*** DATA Section Begins ***

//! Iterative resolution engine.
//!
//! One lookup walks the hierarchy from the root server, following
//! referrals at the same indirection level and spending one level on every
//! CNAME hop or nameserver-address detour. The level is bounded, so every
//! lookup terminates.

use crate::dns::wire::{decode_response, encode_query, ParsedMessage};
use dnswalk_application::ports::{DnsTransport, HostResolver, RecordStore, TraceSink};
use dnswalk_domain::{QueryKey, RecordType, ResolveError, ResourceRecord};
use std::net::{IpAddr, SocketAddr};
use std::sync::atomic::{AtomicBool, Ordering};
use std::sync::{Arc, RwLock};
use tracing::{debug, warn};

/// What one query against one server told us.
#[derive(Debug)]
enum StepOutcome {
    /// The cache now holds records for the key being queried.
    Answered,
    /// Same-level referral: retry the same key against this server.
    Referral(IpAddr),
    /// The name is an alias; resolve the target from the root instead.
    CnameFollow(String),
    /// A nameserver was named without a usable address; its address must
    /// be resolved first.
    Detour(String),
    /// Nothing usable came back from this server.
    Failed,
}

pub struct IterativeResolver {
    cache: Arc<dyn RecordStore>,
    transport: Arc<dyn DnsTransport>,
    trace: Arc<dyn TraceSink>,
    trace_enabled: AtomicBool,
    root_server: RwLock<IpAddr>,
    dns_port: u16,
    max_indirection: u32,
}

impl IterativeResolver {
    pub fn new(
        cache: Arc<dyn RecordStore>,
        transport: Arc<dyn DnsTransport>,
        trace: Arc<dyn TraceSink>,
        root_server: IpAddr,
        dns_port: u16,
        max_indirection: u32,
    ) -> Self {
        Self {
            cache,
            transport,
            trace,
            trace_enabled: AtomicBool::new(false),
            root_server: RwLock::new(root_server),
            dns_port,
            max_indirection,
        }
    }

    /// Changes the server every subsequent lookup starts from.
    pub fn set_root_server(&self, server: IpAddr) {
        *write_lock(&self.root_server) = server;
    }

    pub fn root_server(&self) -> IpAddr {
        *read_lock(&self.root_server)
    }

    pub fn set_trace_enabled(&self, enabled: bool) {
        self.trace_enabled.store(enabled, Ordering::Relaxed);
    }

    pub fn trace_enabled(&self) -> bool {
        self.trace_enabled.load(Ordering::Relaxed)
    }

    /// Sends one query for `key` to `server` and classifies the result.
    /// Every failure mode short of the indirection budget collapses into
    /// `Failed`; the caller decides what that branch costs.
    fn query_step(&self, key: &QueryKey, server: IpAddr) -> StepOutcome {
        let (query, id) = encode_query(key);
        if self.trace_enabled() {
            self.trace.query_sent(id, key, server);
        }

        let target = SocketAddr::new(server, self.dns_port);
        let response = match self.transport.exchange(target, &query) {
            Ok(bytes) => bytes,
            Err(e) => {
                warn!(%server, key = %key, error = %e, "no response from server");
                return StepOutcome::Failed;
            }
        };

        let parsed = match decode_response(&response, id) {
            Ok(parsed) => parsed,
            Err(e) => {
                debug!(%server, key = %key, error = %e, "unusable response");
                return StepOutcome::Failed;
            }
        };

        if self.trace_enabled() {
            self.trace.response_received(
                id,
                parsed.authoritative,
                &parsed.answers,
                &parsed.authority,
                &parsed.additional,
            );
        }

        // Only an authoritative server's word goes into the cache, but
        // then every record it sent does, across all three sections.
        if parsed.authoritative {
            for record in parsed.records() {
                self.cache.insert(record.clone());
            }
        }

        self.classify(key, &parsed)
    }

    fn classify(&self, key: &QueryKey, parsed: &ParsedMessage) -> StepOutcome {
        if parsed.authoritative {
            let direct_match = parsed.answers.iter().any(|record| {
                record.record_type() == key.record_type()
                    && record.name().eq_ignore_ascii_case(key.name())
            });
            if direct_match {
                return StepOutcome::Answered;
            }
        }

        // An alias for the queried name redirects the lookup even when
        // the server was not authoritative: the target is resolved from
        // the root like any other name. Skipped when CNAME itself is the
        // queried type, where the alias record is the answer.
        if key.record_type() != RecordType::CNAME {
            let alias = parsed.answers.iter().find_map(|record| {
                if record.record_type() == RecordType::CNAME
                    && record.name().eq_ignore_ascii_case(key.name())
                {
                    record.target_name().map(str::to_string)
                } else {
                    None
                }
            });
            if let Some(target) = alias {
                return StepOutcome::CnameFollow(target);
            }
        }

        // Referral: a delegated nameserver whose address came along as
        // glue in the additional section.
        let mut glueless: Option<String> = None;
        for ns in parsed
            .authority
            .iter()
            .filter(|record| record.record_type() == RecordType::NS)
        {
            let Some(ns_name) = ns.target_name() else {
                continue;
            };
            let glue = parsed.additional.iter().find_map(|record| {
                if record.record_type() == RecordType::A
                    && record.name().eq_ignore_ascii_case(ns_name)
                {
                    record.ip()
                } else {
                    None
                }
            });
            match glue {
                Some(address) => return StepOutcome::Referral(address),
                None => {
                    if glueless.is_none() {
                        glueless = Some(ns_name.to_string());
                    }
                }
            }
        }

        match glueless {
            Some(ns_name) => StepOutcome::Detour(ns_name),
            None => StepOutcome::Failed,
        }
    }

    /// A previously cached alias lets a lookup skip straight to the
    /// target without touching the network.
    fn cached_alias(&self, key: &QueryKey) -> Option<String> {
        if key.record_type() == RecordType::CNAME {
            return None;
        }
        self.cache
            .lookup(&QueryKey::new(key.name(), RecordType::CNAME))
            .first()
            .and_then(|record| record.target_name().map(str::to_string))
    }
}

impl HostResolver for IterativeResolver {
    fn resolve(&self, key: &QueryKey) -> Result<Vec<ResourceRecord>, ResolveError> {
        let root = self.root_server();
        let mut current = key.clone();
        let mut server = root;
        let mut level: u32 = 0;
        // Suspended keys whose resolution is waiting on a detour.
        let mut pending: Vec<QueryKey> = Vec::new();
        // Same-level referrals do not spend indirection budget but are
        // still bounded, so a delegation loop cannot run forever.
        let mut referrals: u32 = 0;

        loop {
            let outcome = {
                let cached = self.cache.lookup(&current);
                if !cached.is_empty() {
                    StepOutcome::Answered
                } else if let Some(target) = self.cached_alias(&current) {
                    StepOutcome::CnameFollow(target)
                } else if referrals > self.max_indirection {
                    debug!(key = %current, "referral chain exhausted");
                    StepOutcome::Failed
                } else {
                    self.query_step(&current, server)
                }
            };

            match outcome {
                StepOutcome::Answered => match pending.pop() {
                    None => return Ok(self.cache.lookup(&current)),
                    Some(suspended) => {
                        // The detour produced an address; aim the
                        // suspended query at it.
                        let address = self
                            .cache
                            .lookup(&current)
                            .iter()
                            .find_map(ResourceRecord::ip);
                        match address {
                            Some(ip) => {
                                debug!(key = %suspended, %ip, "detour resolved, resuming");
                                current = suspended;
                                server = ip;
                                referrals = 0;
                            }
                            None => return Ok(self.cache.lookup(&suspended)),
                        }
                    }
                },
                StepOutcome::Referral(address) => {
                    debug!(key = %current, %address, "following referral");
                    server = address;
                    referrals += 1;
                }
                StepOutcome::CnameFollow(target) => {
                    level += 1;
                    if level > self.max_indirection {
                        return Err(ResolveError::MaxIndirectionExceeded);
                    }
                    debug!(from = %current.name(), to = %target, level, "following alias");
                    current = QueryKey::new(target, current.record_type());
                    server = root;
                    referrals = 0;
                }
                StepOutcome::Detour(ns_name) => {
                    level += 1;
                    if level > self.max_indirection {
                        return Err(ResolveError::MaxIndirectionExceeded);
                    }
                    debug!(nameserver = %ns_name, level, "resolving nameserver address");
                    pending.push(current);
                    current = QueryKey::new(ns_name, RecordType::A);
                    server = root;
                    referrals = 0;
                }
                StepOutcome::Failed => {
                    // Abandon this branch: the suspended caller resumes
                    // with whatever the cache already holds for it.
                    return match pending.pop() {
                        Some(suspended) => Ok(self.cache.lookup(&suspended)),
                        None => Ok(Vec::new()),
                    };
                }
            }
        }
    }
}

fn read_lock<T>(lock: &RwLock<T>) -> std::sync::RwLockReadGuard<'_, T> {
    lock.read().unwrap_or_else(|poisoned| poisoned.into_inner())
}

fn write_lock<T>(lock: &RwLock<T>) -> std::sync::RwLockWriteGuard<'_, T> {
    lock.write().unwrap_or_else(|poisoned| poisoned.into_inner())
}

*** DATA Section Ends ***

For each line in the records that holds "this", show that line as it stands.

    /// Same-level referral: retry the same key against this server.
    /// Nothing usable came back from this server.
                    // Abandon this branch: the suspended caller resumes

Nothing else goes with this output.